[Stored items]
+ + + +
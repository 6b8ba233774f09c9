pub const LANDING_CSS: &str = r#"
* { margin: 0; padding: 0; box-sizing: border-box; }
body {
    font-family: -apple-system, BlinkMacSystemFont, "Segoe UI", Roboto, Helvetica, Arial, sans-serif;
    color: #2c3e50;
    background: #f8f9fb;
}
.navbar {
    position: fixed;
    top: 0;
    left: 0;
    width: 100%;
    height: 80px;
    background: rgba(255, 255, 255, 0.97);
    box-shadow: 0 2px 12px rgba(0, 0, 0, 0.06);
    z-index: 100;
}
.nav-container {
    max-width: 1200px;
    height: 100%;
    margin: 0 auto;
    padding: 0 24px;
    display: flex;
    align-items: center;
    justify-content: space-between;
}
.logo { font-size: 28px; font-weight: 800; color: #2c3e50; text-decoration: none; }
.logo span { color: #3498db; }
.nav-menu { display: flex; align-items: center; gap: 28px; list-style: none; }
.nav-link { color: #2c3e50; text-decoration: none; font-weight: 500; transition: color 0.3s ease; }
.nav-link:hover, .nav-link.active { color: #3498db; }
.mobile-toggle { display: none; background: none; border: none; cursor: pointer; }
.mobile-toggle span {
    display: block;
    width: 25px;
    height: 3px;
    margin: 5px 0;
    background: #2c3e50;
    transition: all 0.3s ease;
}
.primary-btn, .secondary-btn, .outline-btn, .signup-btn {
    padding: 10px 22px;
    border-radius: 6px;
    font-size: 15px;
    font-weight: 600;
    cursor: pointer;
    text-decoration: none;
    transition: all 0.3s ease;
}
.primary-btn, .signup-btn { background: #3498db; border: 2px solid #3498db; color: #fff; }
.secondary-btn { background: #fff; border: 2px solid #fff; color: #3498db; }
.outline-btn { background: transparent; border: 2px solid #3498db; color: #3498db; }
button:disabled { cursor: default; opacity: 0.85; }
.hero {
    min-height: 100vh;
    padding-top: 80px;
    display: flex;
    align-items: center;
    justify-content: center;
    text-align: center;
    color: #fff;
    background: linear-gradient(135deg, #3498db 0%, #2c3e50 60%, #1a252f 100%);
    background-size: 100% 200%;
}
.hero-content { max-width: 760px; padding: 0 24px; }
.hero h1 { font-size: 56px; margin-bottom: 20px; }
.hero-subtitle { font-size: 20px; margin-bottom: 36px; opacity: 0.9; }
.hero-cta-group { display: flex; gap: 16px; justify-content: center; flex-wrap: wrap; }
.section-title { text-align: center; font-size: 36px; margin-bottom: 40px; }
.courses, .features, .about { padding: 100px 24px; max-width: 1200px; margin: 0 auto; }
.course-filters { display: flex; gap: 12px; justify-content: center; flex-wrap: wrap; margin-bottom: 40px; }
.filter-btn {
    padding: 8px 20px;
    border-radius: 20px;
    border: 2px solid #3498db;
    background: transparent;
    color: #3498db;
    cursor: pointer;
    transition: all 0.3s ease;
}
.filter-btn.active, .filter-btn:hover { background: #3498db; color: #fff; }
.course-grid, .feature-grid { display: grid; grid-template-columns: repeat(auto-fill, minmax(320px, 1fr)); gap: 28px; }
.course-card, .feature-card {
    background: #fff;
    border-radius: 12px;
    padding: 28px;
    box-shadow: 0 6px 24px rgba(0, 0, 0, 0.06);
}
.course-header { display: flex; justify-content: space-between; margin-bottom: 14px; font-size: 13px; }
.course-category { color: #3498db; font-weight: 600; }
.course-level { color: #7f8c8d; }
.course-card h3 { margin-bottom: 10px; }
.course-description { color: #7f8c8d; margin-bottom: 16px; }
.course-meta { display: flex; gap: 16px; font-size: 13px; color: #7f8c8d; margin-bottom: 20px; }
.course-footer { display: flex; justify-content: space-between; align-items: center; }
.course-price { font-size: 22px; font-weight: 700; }
.course-actions { display: flex; gap: 8px; }
.feature-icon { font-size: 36px; margin-bottom: 14px; }
.feature-card h3 { margin-bottom: 10px; }
.stats { display: grid; grid-template-columns: repeat(auto-fit, minmax(200px, 1fr)); gap: 28px; text-align: center; }
.stat-item h3 { font-size: 44px; color: #3498db; }
.cta {
    margin-top: 80px;
    padding: 60px 24px;
    text-align: center;
    border-radius: 16px;
    color: #fff;
    background: linear-gradient(135deg, #3498db, #2c3e50);
}
.cta p { margin: 16px 0 28px; }
.footer { padding: 32px 24px; text-align: center; background: #2c3e50; color: #bdc3c7; }
@media (max-width: 768px) {
    .mobile-toggle { display: block; }
    .nav-menu {
        position: fixed;
        top: 80px;
        left: -100%;
        width: 100%;
        flex-direction: column;
        padding: 24px 0;
        background: #fff;
        transition: left 0.3s ease;
    }
    .nav-menu.active { left: 0; }
    .hero h1 { font-size: 38px; }
}
"#;
use crate::config::{ENROLL_DELAY_MS, PREVIEW_DELAY_MS};

pub const SIGN_UP_MESSAGE: &str = "Redirecting to sign up page...";

const SUCCESS_STYLE: &str = "background-color: #2ecc71; border-color: #2ecc71;";

#[derive(Clone, Copy, Debug, PartialEq, Eq)]
pub enum ActionKind {
    Enroll,
    Preview,
}

impl ActionKind {
    pub fn class(self) -> &'static str {
        match self {
            Self::Enroll => "primary-btn",
            Self::Preview => "outline-btn",
        }
    }

    pub fn label(self, phase: ButtonPhase) -> &'static str {
        match (self, phase) {
            (Self::Enroll, ButtonPhase::Idle) => "Enroll Now",
            (Self::Enroll, ButtonPhase::Busy) => "Enrolling...",
            (Self::Enroll, ButtonPhase::Done) => "Enrolled!",
            (Self::Preview, ButtonPhase::Idle) => "Preview",
            (Self::Preview, ButtonPhase::Busy) => "Loading...",
            (Self::Preview, ButtonPhase::Done) => "Preview Opened",
        }
    }

    /// Simulated latency between `Busy` and `Done`.
    pub fn delay_ms(self) -> u32 {
        match self {
            Self::Enroll => ENROLL_DELAY_MS,
            Self::Preview => PREVIEW_DELAY_MS,
        }
    }

    pub fn message(self, course_title: &str) -> String {
        match self {
            Self::Enroll => format!(
                "Enrollment initiated for: {course_title}\n\nRedirecting to checkout..."
            ),
            Self::Preview => format!(
                "Preview mode activated for: {course_title}\n\nThis will open a demo lesson."
            ),
        }
    }

    fn disabled_in(self, phase: ButtonPhase) -> bool {
        match self {
            Self::Enroll => phase != ButtonPhase::Idle,
            Self::Preview => phase == ButtonPhase::Done,
        }
    }
}

#[derive(Clone, Copy, Debug, Default, PartialEq, Eq)]
pub enum ButtonPhase {
    #[default]
    Idle,
    Busy,
    Done,
}

/// Simulated enroll/preview button: `Idle -> Busy -> Done`, terminal at `Done`.
#[derive(Clone, Debug, PartialEq)]
pub struct ActionButton {
    kind: ActionKind,
    phase: ButtonPhase,
}

impl ActionButton {
    pub fn new(kind: ActionKind) -> Self {
        Self {
            kind,
            phase: ButtonPhase::Idle,
        }
    }

    pub fn phase(&self) -> ButtonPhase {
        self.phase
    }

    pub fn press(&mut self) -> bool {
        if self.phase != ButtonPhase::Idle {
            return false;
        }
        self.phase = ButtonPhase::Busy;
        true
    }

    pub fn complete(&mut self) -> bool {
        if self.phase != ButtonPhase::Busy {
            return false;
        }
        self.phase = ButtonPhase::Done;
        true
    }

    pub fn label(&self) -> &'static str {
        self.kind.label(self.phase)
    }

    pub fn disabled(&self) -> bool {
        self.kind.disabled_in(self.phase)
    }

    pub fn style(&self) -> Option<&'static str> {
        (self.kind == ActionKind::Enroll && self.phase == ButtonPhase::Done).then_some(SUCCESS_STYLE)
    }
}

#[cfg(test)]
mod tests {
    use super::*;

    #[test]
    fn enroll_runs_idle_busy_done_once() {
        let mut button = ActionButton::new(ActionKind::Enroll);
        let mut labels = vec![button.label()];

        assert!(button.press());
        labels.push(button.label());
        assert!(button.disabled());

        assert!(button.complete());
        labels.push(button.label());
        assert!(button.disabled());
        assert_eq!(button.style(), Some(SUCCESS_STYLE));

        assert!(!button.press());
        assert!(!button.complete());
        assert_eq!(labels, ["Enroll Now", "Enrolling...", "Enrolled!"]);
        assert_eq!(button.label(), "Enrolled!");
    }

    #[test]
    fn preview_disables_only_when_opened() {
        let mut button = ActionButton::new(ActionKind::Preview);
        button.press();
        assert_eq!(button.label(), "Loading...");
        assert!(!button.disabled());

        button.complete();
        assert_eq!(button.label(), "Preview Opened");
        assert!(button.disabled());
        assert_eq!(button.style(), None);
    }

    #[test]
    fn complete_before_press_is_ignored() {
        let mut button = ActionButton::new(ActionKind::Preview);
        assert!(!button.complete());
        assert_eq!(button.phase(), ButtonPhase::Idle);
    }

    #[test]
    fn messages_name_the_course() {
        assert_eq!(
            ActionKind::Enroll.message("Rust Basics"),
            "Enrollment initiated for: Rust Basics\n\nRedirecting to checkout..."
        );
        assert!(ActionKind::Preview.message("Rust Basics").contains("Rust Basics"));
        assert_eq!(ActionKind::Enroll.delay_ms(), 1500);
        assert_eq!(ActionKind::Preview.delay_ms(), 1000);
    }
}
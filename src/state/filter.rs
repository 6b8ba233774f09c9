use crate::config::{HIDDEN_OFFSET_Y, REVEAL_TRANSITION};

/// Category that matches every course.
pub const ALL: &str = "All";

/// Case-sensitive substring match so multi-tag labels like
/// `"Web Development, Design"` match each of their tags.
pub fn matches(category: &str, label: &str) -> bool {
    category == ALL || label.contains(category)
}

#[derive(Clone, Debug, PartialEq)]
pub struct FilterState {
    active_category: String,
    generation: u64,
}

impl Default for FilterState {
    fn default() -> Self {
        Self {
            active_category: ALL.to_string(),
            generation: 0,
        }
    }
}

impl FilterState {
    pub fn active_category(&self) -> &str {
        &self.active_category
    }

    pub fn is_active(&self, category: &str) -> bool {
        self.active_category == category
    }

    /// Id of the current filter pass; timers from older passes are stale.
    pub fn generation(&self) -> u64 {
        self.generation
    }

    pub fn select(&mut self, category: &str) -> u64 {
        self.active_category = category.to_string();
        self.generation += 1;
        self.generation
    }
}

/// Display and transition state of one course card.
///
/// `visible` is the card's layout presence (`display`). It only turns false
/// through [`CardVisibility::collapse`], after the card has faded out.
#[derive(Clone, Debug, PartialEq)]
pub struct CardVisibility {
    pub matches_filter: bool,
    pub visible: bool,
    pub opacity: f64,
    pub offset_y: f64,
    revealed: bool,
}

impl Default for CardVisibility {
    fn default() -> Self {
        Self {
            matches_filter: true,
            visible: true,
            opacity: 0.0,
            offset_y: HIDDEN_OFFSET_Y,
            revealed: false,
        }
    }
}

impl CardVisibility {
    /// Puts a matching card back in the layout; it fades in on [`settle`](Self::settle).
    pub fn show(&mut self) {
        self.matches_filter = true;
        self.visible = true;
    }

    pub fn settle(&mut self) {
        if self.matches_filter {
            self.opacity = 1.0;
            self.offset_y = 0.0;
        }
    }

    pub fn fade_out(&mut self) {
        self.matches_filter = false;
        self.opacity = 0.0;
        self.offset_y = HIDDEN_OFFSET_Y;
    }

    pub fn collapse(&mut self) {
        if !self.matches_filter {
            self.visible = false;
        }
    }

    /// Scroll reveal. Never brings back a card the filter is hiding.
    pub fn reveal(&mut self) -> bool {
        if self.revealed {
            return false;
        }
        self.revealed = true;
        if self.matches_filter && self.visible {
            self.opacity = 1.0;
            self.offset_y = 0.0;
        }
        true
    }

    pub fn style(&self) -> String {
        format!(
            "display: {}; opacity: {}; transform: translateY({}px); transition: {};",
            if self.visible { "block" } else { "none" },
            self.opacity,
            self.offset_y,
            REVEAL_TRANSITION,
        )
    }
}

#[cfg(test)]
mod tests {
    use super::*;

    #[test]
    fn all_matches_everything() {
        assert!(matches(ALL, "Marketing"));
        assert!(matches(ALL, ""));
    }

    #[test]
    fn multi_tag_labels_match_each_tag() {
        let label = "Web Development, Design";
        assert!(matches("Design", label));
        assert!(matches("Web Development", label));
        assert!(!matches("Marketing", label));
        assert!(!matches("design", label));
    }

    #[test]
    fn hidden_card_fades_before_leaving_layout() {
        let mut card = CardVisibility::default();
        card.reveal();

        card.fade_out();
        assert_eq!(card.opacity, 0.0);
        assert_eq!(card.offset_y, HIDDEN_OFFSET_Y);
        assert!(card.visible);

        card.collapse();
        assert!(!card.visible);
        assert!(card.style().starts_with("display: none;"));
    }

    #[test]
    fn shown_card_fades_in_on_settle() {
        let mut card = CardVisibility::default();
        card.fade_out();
        card.collapse();

        card.show();
        assert!(card.visible);
        assert_eq!(card.opacity, 0.0);

        card.settle();
        assert_eq!(card.opacity, 1.0);
        assert_eq!(card.offset_y, 0.0);
    }

    #[test]
    fn collapse_keeps_a_card_that_matches_again() {
        let mut card = CardVisibility::default();
        card.fade_out();
        card.show();
        card.collapse();
        assert!(card.visible);
    }

    #[test]
    fn reveal_happens_once_and_respects_the_filter() {
        let mut card = CardVisibility::default();
        card.fade_out();
        assert!(card.reveal());
        assert_eq!(card.opacity, 0.0);
        assert!(!card.reveal());
    }

    #[test]
    fn selecting_a_category_starts_a_new_generation() {
        let mut filter = FilterState::default();
        assert!(filter.is_active(ALL));

        let first = filter.select("Design");
        let second = filter.select("Marketing");
        assert!(second > first);
        assert_eq!(filter.active_category(), "Marketing");
        assert_eq!(filter.generation(), second);
    }
}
+ + + +
__The problem__
Beginning at the line that holds "assert!(card.reveal());", copy every line through the end of the entries exactly as given, and only those lines.

__Result below__
        assert!(card.reveal());
        assert_eq!(card.opacity, 0.0);
        assert!(!card.reveal());
    }

    #[test]
    fn selecting_a_category_starts_a_new_generation() {
        let mut filter = FilterState::default();
        assert!(filter.is_active(ALL));

        let first = filter.select("Design");
        let second = filter.select("Marketing");
        assert!(second > first);
        assert_eq!(filter.active_category(), "Marketing");
        assert_eq!(filter.generation(), second);
    }
}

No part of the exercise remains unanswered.